• **YOUR TASK**: Your answer must contain each line of the listing in which "ProcessRecordId" appears, copied in full.

• **SUPPLIED DATA**:
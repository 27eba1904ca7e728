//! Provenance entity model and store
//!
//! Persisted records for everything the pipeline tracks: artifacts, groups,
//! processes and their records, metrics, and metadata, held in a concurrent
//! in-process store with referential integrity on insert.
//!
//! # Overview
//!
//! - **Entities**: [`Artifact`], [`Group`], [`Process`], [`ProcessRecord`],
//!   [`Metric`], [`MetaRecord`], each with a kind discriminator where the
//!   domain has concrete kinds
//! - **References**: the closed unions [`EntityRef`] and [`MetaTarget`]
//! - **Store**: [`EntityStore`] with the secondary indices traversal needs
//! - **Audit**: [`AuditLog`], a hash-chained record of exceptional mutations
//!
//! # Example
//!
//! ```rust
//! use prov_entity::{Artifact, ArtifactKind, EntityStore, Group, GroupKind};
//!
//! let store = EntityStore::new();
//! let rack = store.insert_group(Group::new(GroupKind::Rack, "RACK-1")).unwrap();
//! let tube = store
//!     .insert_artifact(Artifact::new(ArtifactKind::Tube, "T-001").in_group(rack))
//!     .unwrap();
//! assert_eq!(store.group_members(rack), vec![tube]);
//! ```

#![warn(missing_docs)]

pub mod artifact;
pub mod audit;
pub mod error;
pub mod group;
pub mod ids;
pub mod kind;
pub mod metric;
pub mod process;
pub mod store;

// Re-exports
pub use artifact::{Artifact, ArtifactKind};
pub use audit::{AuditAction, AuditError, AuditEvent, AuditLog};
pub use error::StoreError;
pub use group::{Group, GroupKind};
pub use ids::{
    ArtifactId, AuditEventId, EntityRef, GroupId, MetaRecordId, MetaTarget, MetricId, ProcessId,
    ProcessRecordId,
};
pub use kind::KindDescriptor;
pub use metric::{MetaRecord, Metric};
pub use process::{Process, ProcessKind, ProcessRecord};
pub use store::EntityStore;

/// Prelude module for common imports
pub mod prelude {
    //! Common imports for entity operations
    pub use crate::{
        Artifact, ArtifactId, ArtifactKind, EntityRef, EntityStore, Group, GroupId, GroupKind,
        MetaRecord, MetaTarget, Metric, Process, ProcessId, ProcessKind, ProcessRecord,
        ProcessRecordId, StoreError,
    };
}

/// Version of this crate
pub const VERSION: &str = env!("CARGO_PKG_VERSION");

• **RESULT OF THIS TASK**:
    ProcessRecordId,
        ProcessRecordId, StoreError,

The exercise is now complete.